Recently, I experienced a natural history phenomenon I haven’t in many years: Marjorie and I had to stop to wash the bugs off our windshield. We were in the Sonoran Desert driving east from Tucson, Arizona, on Interstate 10. About fifteen miles west of Wilcox, I heard a light thunk on the windshield, simultaneous with the appearance of the classic bug splat. Within another ten minutes, bodies peppered the glass, so many that we needed to pull over at the next gas station and clean them off.
About thirty minutes later, we got splatted again. This time it was a swarm. I initially thought it was hailing, the thwacks were so many and so loud, but I quickly realized we were passing through a cloud of bugs, quite a few of which concluded their brief life by colliding with our car and ink blotting the glass with yellowish and whitish viscera. It reminded me of an old joke from my youth. What’s the last thing to go through a bug’s mind when he hits your windshield? His toucas. (What else would you expect from me?)
We immediately turned the windshield wipers on to maximum and blasted the cleaning fluid, but to little avail; our efforts were futile against the sticky sea of bug guts. Once again, we had to find the nearest gas station, which was another 10 to 15 minutes down the road. Before cleaning, I tried to figure out who we had hit, but not enough body parts remained on the glass to do so. Being the ecodork I am, I realized that I could peer through the front grill and see a host of insects: it looked to be several species of bees, a butterfly, a green stink bug (?), and a couple of species of flies.
I have encountered an abundance of insects such as this only a few times. Two stand out. The first was on a bike ride in eastern Colorado, the one I mentioned in Ode to My Bike. I was riding with two friends when we were met by a Biblical multitude of Mormon crickets (Anabrus simplex). Gazillions covered the road for miles; their flattened, slick orangish bodies made riding dangerous, and we wondered if car drivers would need studded tires to stay safe. (Mormon crickets aren’t true crickets. They look like grasshoppers but cannot fly; they are also cannibalistic, so our ride was a macabre combination of death and feasting. Their name derives from the seething hordes that devastated the crops of Mormon settlers; they were saved by cricket-hungry California gulls.) Although I didn’t enjoy biking through the slick of dead bugs, I remember being amazed at the shear number of insects; it was bounty of life (and death) that gave me a new appreciation for insect adaptation.

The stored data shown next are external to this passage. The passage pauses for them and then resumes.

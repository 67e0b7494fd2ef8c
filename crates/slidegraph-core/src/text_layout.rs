//! Word wrapping, truncation and font-size fallback.
//!
//! All decisions are driven by the estimates in [`crate::metrics`], so the
//! same text always breaks the same way.
//!
//! # Break opportunities
//!
//! Text is broken at whitespace. In addition, every wide (CJK) character is
//! its own break atom and is glued to its neighbours without a space, so
//! Japanese or Chinese sentences without spaces still wrap.
//!
//! # Examples
//!
//! ```
//! # use slidegraph_core::text_layout::{wrap, truncate};
//! let lines = wrap("grow recurring revenue across regions", 120.0, 16.0);
//! assert!(lines.len() > 1);
//! assert_eq!(lines.join(" "), "grow recurring revenue across regions");
//!
//! assert_eq!(truncate("Quarterly results", 9), "Quarterl…");
//! ```

use crate::metrics::{MIN_LEGIBLE_FONT_SIZE, line_height, text_width};

/// The marker appended to truncated text.
pub const ELLIPSIS: &str = "…";

/// Default font-size fallback ladder for body text.
pub const BODY_LADDER: &[f32] = &[20.0, 18.0, 16.0, 14.0, 12.0];

/// Fallback ladder for labels inside shapes.
pub const LABEL_LADDER: &[f32] = &[16.0, 14.0, 13.0, 12.0, MIN_LEGIBLE_FONT_SIZE];

/// Slop tolerated when comparing estimated widths against a budget.
const WIDTH_SLOP: f32 = 0.01;

#[derive(Debug, Clone, Copy)]
struct Atom<'a> {
    text: &'a str,
    space_before: bool,
}

/// Splits a paragraph into break atoms.
fn atoms(paragraph: &str) -> Vec<Atom<'_>> {
    let mut result = Vec::new();
    for word in paragraph.split_whitespace() {
        let mut first = true;
        let mut run_start: Option<usize> = None;
        for (index, c) in word.char_indices() {
            if crate::metrics::is_wide(c) {
                if let Some(start) = run_start.take() {
                    result.push(Atom {
                        text: &word[start..index],
                        space_before: first,
                    });
                    first = false;
                }
                result.push(Atom {
                    text: &word[index..index + c.len_utf8()],
                    space_before: first,
                });
                first = false;
            } else if run_start.is_none() {
                run_start = Some(index);
            }
        }
        if let Some(start) = run_start {
            result.push(Atom {
                text: &word[start..],
                space_before: first,
            });
        }
    }
    result
}

/// Greedy word-wrap against a width budget.
///
/// Words are accumulated onto a line while the estimated width stays within
/// `max_width`; otherwise a new line starts. An atom wider than the budget is
/// placed alone on its own line rather than dropped. Explicit newlines start
/// new lines; blank lines are skipped.
///
/// Wrapping is idempotent: wrapping any output line again yields that line,
/// and wrapping the output lines of a single paragraph joined with spaces
/// reproduces the same lines.
pub fn wrap(text: &str, max_width: f32, font_size: f32) -> Vec<String> {
    let mut lines = Vec::new();
    for paragraph in text.lines() {
        let mut current = String::new();
        for atom in atoms(paragraph) {
            if current.is_empty() {
                current.push_str(atom.text);
                continue;
            }
            let mut candidate = current.clone();
            if atom.space_before {
                candidate.push(' ');
            }
            candidate.push_str(atom.text);
            if text_width(&candidate, font_size) <= max_width + WIDTH_SLOP {
                current = candidate;
            } else {
                lines.push(std::mem::take(&mut current));
                current.push_str(atom.text);
            }
        }
        if !current.is_empty() {
            lines.push(current);
        }
    }
    lines
}

/// Truncates `text` to at most `max_chars` characters including the ellipsis.
///
/// Text that already fits is returned unchanged. At least one visible
/// character is always kept, so a budget of 0 or 1 yields `"x…"`.
///
/// # Examples
///
/// ```
/// # use slidegraph_core::text_layout::truncate;
/// assert_eq!(truncate("abc", 3), "abc");
/// assert_eq!(truncate("abcdef", 4), "abc…");
/// assert_eq!(truncate("abcdef", 0), "a…");
/// assert_eq!(truncate(&truncate("abcdef", 4), 4), "abc…");
/// ```
pub fn truncate(text: &str, max_chars: usize) -> String {
    let count = text.chars().count();
    if count <= max_chars {
        return text.to_string();
    }
    let keep = max_chars.saturating_sub(1).max(1);
    let prefix: String = text.chars().take(keep).collect();
    format!("{prefix}{ELLIPSIS}")
}

/// Truncates `text` so that its estimated width fits `max_width`.
///
/// Returns the text unchanged when it already fits. Otherwise returns the
/// longest prefix (at least one character) followed by an ellipsis.
pub fn truncate_to_width(text: &str, max_width: f32, font_size: f32) -> String {
    if text_width(text, font_size) <= max_width + WIDTH_SLOP {
        return text.to_string();
    }
    force_ellipsis(text, max_width, font_size)
}

/// Returns the longest prefix of `text` that fits with a trailing ellipsis.
fn force_ellipsis(text: &str, max_width: f32, font_size: f32) -> String {
    let trimmed = text.trim_end();
    let boundaries: Vec<usize> = trimmed
        .char_indices()
        .map(|(index, c)| index + c.len_utf8())
        .collect();
    for &end in boundaries.iter().rev() {
        let candidate = format!("{}{ELLIPSIS}", trimmed[..end].trim_end());
        if text_width(&candidate, font_size) <= max_width + WIDTH_SLOP {
            return candidate;
        }
    }
    let first: String = trimmed.chars().take(1).collect();
    format!("{first}{ELLIPSIS}")
}

/// Width and height budget for [`fit_text`].
#[derive(Debug, Clone, Copy, PartialEq)]
pub struct FitBox {
    pub width: f32,
    pub height: f32,
}

impl FitBox {
    pub fn new(width: f32, height: f32) -> Self {
        Self { width, height }
    }
}

/// Text laid out by [`fit_text`].
#[derive(Debug, Clone, PartialEq)]
pub struct FittedText {
    lines: Vec<String>,
    font_size: f32,
    truncated: bool,
}

impl FittedText {
    /// The laid-out lines, top to bottom.
    pub fn lines(&self) -> &[String] {
        &self.lines
    }

    /// The chosen font size.
    pub fn font_size(&self) -> f32 {
        self.font_size
    }

    pub fn line_height(&self) -> f32 {
        line_height(self.font_size)
    }

    /// Whether any content had to be cut to fit.
    pub fn truncated(&self) -> bool {
        self.truncated
    }

    /// The height of the laid-out block.
    pub fn height(&self) -> f32 {
        self.lines.len() as f32 * self.line_height()
    }

    /// The width of the widest line.
    pub fn width(&self) -> f32 {
        self.lines
            .iter()
            .map(|line| text_width(line, self.font_size))
            .fold(0.0, f32::max)
    }

    pub fn is_empty(&self) -> bool {
        self.lines.is_empty()
    }
}

/// Lays out text inside a box using a descending font-size ladder.
///
/// The largest size whose wrapped lines fit both the width and the height
/// of `fit_box` wins. When none fits, the smallest size is used: overlong
/// lines are truncated, the line count is capped to what fits (at least one)
/// and the last kept line is ellipsised.
///
/// # Examples
///
/// ```
/// # use slidegraph_core::text_layout::{fit_text, FitBox, BODY_LADDER};
/// let roomy = fit_text("Short label", FitBox::new(400.0, 100.0), BODY_LADDER);
/// assert_eq!(roomy.font_size(), 20.0);
/// assert!(!roomy.truncated());
///
/// let cramped = fit_text(
///     "A considerably longer sentence that cannot possibly fit",
///     FitBox::new(80.0, 20.0),
///     BODY_LADDER,
/// );
/// assert_eq!(cramped.font_size(), 12.0);
/// assert_eq!(cramped.lines().len(), 1);
/// assert!(cramped.truncated());
/// ```
pub fn fit_text(text: &str, fit_box: FitBox, ladder: &[f32]) -> FittedText {
    let smallest = ladder
        .last()
        .copied()
        .unwrap_or(MIN_LEGIBLE_FONT_SIZE);

    for &font_size in ladder {
        let lines = wrap(text, fit_box.width, font_size);
        let fits_height = lines.len() as f32 * line_height(font_size) <= fit_box.height + WIDTH_SLOP;
        let fits_width = lines
            .iter()
            .all(|line| text_width(line, font_size) <= fit_box.width + WIDTH_SLOP);
        if fits_height && fits_width {
            return FittedText {
                lines,
                font_size,
                truncated: false,
            };
        }
    }

    let font_size = smallest;
    let wrapped = wrap(text, fit_box.width, font_size);
    let max_lines = ((fit_box.height / line_height(font_size)).floor().max(1.0)) as usize;
    let overflow = wrapped.len() > max_lines;

    let mut truncated = overflow;
    let mut lines: Vec<String> = wrapped
        .into_iter()
        .take(max_lines)
        .map(|line| {
            let fitted = truncate_to_width(&line, fit_box.width, font_size);
            if fitted != line {
                truncated = true;
            }
            fitted
        })
        .collect();

    if overflow {
        if let Some(last) = lines.last_mut() {
            if !last.ends_with(ELLIPSIS) {
                *last = force_ellipsis(last, fit_box.width, font_size);
            }
        }
    }

    FittedText {
        lines,
        font_size,
        truncated,
    }
}

/// Lays out a single line, truncating it to the width budget.
///
/// Convenience for axis labels and legends that never wrap.
pub fn single_line(text: &str, max_width: f32, font_size: f32) -> FittedText {
    let line = truncate_to_width(text.lines().next().unwrap_or("").trim(), max_width, font_size);
    let truncated = line != text;
    FittedText {
        lines: if line.is_empty() { Vec::new() } else { vec![line] },
        font_size,
        truncated,
    }
}

#[cfg(test)]
mod tests {
    use proptest::prelude::*;

    use super::*;

    #[test]
    fn test_wrap_empty() {
        assert!(wrap("", 100.0, 12.0).is_empty());
        assert!(wrap("   ", 100.0, 12.0).is_empty());
    }

    #[test]
    fn test_wrap_fits_on_one_line() {
        assert_eq!(wrap("hello world", 1000.0, 12.0), vec!["hello world"]);
    }

    #[test]
    fn test_wrap_breaks_between_words() {
        let lines = wrap("alpha beta gamma delta", 60.0, 12.0);
        assert!(lines.len() > 1);
        for line in &lines {
            assert!(text_width(line, 12.0) <= 60.0 + WIDTH_SLOP);
        }
        assert_eq!(lines.join(" "), "alpha beta gamma delta");
    }

    #[test]
    fn test_wrap_long_word_alone_on_line() {
        let lines = wrap("a supercalifragilistic b", 40.0, 12.0);
        assert_eq!(lines, vec!["a", "supercalifragilistic", "b"]);
    }

    #[test]
    fn test_wrap_cjk_without_spaces() {
        let lines = wrap("売上高の前年比成長率", 50.0, 12.0);
        assert!(lines.len() > 1);
        assert_eq!(lines.concat(), "売上高の前年比成長率");
        for line in &lines {
            assert!(text_width(line, 12.0) <= 50.0 + WIDTH_SLOP);
        }
    }

    #[test]
    fn test_wrap_honours_newlines() {
        assert_eq!(wrap("one\ntwo", 1000.0, 12.0), vec!["one", "two"]);
        assert_eq!(wrap("one\n\ntwo", 1000.0, 12.0), vec!["one", "two"]);
    }

    #[test]
    fn test_truncate_never_empty() {
        assert_eq!(truncate("abc", 0), "a…");
        assert_eq!(truncate("abc", 1), "a…");
        assert_eq!(truncate("", 0), "");
    }

    #[test]
    fn test_truncate_counts_chars_not_bytes() {
        assert_eq!(truncate("売上高成長", 3), "売上…");
    }

    #[test]
    fn test_truncate_to_width() {
        assert_eq!(truncate_to_width("short", 500.0, 12.0), "short");
        let cut = truncate_to_width("a rather long line of text", 60.0, 12.0);
        assert!(cut.ends_with(ELLIPSIS));
        assert!(text_width(&cut, 12.0) <= 60.0 + WIDTH_SLOP);
        assert_eq!(truncate_to_width("abcdef", 0.0, 12.0), "a…");
    }

    #[test]
    fn test_fit_text_prefers_largest_size() {
        let fitted = fit_text("Short", FitBox::new(300.0, 100.0), BODY_LADDER);
        assert_eq!(fitted.font_size(), 20.0);
        assert_eq!(fitted.lines(), ["Short"]);
    }

    #[test]
    fn test_fit_text_steps_down_ladder() {
        // Two lines are needed down to 16px, which overflows the 40 unit height
        let text = "Expand into three new markets";
        let fitted = fit_text(text, FitBox::new(200.0, 40.0), BODY_LADDER);
        assert!(fitted.font_size() < 20.0);
        assert!(fitted.height() <= 40.0 + WIDTH_SLOP);
    }

    #[test]
    fn test_fit_text_truncates_last_line() {
        let text = "one two three four five six seven eight nine ten eleven twelve";
        let fitted = fit_text(text, FitBox::new(60.0, 32.0), BODY_LADDER);
        assert!(fitted.truncated());
        assert_eq!(fitted.lines().len(), 2);
        assert!(fitted.lines()[1].ends_with(ELLIPSIS));
        assert!(fitted.width() <= 60.0 + WIDTH_SLOP);
    }

    #[test]
    fn test_fit_text_empty() {
        let fitted = fit_text("", FitBox::new(60.0, 32.0), BODY_LADDER);
        assert!(fitted.is_empty());
        assert!(!fitted.truncated());
    }

    #[test]
    fn test_single_line() {
        let fitted = single_line("Revenue by region", 40.0, 12.0);
        assert_eq!(fitted.lines().len(), 1);
        assert!(fitted.truncated());
        assert!(single_line("", 40.0, 12.0).is_empty());
    }

    proptest! {
        #[test]
        fn prop_wrap_joined_is_idempotent(
            words in prop::collection::vec("[a-zA-Z]{1,12}|[売上成長計画戦略市場]{1,4}", 1..20),
            width in 20.0f32..400.0,
            size in 8.0f32..32.0,
        ) {
            let text = words.join(" ");
            let lines = wrap(&text, width, size);
            let rewrapped = wrap(&lines.join(" "), width, size);
            prop_assert_eq!(rewrapped, lines);
        }

        #[test]
        fn prop_wrap_line_by_line_is_idempotent(
            text in "[a-z ]{0,80}",
            width in 20.0f32..400.0,
            size in 8.0f32..32.0,
        ) {
            for line in wrap(&text, width, size) {
                prop_assert_eq!(wrap(&line, width, size), vec![line.clone()]);
            }
        }

        #[test]
        fn prop_wrap_never_drops_words(text in "[a-z ]{0,80}", width in 1.0f32..400.0) {
            let lines = wrap(&text, width, 12.0);
            let original: Vec<&str> = text.split_whitespace().collect();
            let joined = lines.join(" ");
            let rejoined: Vec<&str> = joined.split_whitespace().collect();
            prop_assert_eq!(rejoined, original);
        }

        #[test]
        fn prop_truncate_is_idempotent(text in "\\PC{0,30}", max in 0usize..40) {
            let once = truncate(&text, max);
            prop_assert_eq!(truncate(&once, max), once.clone());
            if !text.is_empty() {
                prop_assert!(once.chars().count() >= 1);
            }
        }
    }
}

I also once had the pleasure of seeing a massive migration of painted lady (Vanessa cardui) butterflies. Orange, black, and white but smaller and less well-known than monarch butterflies, painted ladies annually migrate north and south parallel to and on either side of the Sierra Nevada Range. Normally, most people don’t notice this amazing, multi-generation migration but an alignment of weather and flowers occasionally triggers a superswarm, which can total in the billions. I was lucky to see one when visiting a friend at Sequoia-Kings Canyon National Park. Everywhere we looked we saw the two- to three-inch wingspan butterflies, streaming across roads and meadows; it felt as if the wind had taken a corporeal form of winged beauty.
As I noted, such encounters are rare. In fact, it has seemed to me over the past decade or two that I seldom have the need to clean bugs off my windshield, particularly as compared to driving in my younger days. I am not alone. Many people have a similar perception, a perception often dubbed the windshield phenomenon, a term that developed in part from a 2019 research paper. Ecologist Anders Pape Møller used 1,375 surveys of insects killed over twenty years on car windshields as a measure of insect abundance. He concluded that a direct connection existed—fewer bugs thus fewer windshield bug carcasses—which is why people like me saw fewer dead bugs on our cars.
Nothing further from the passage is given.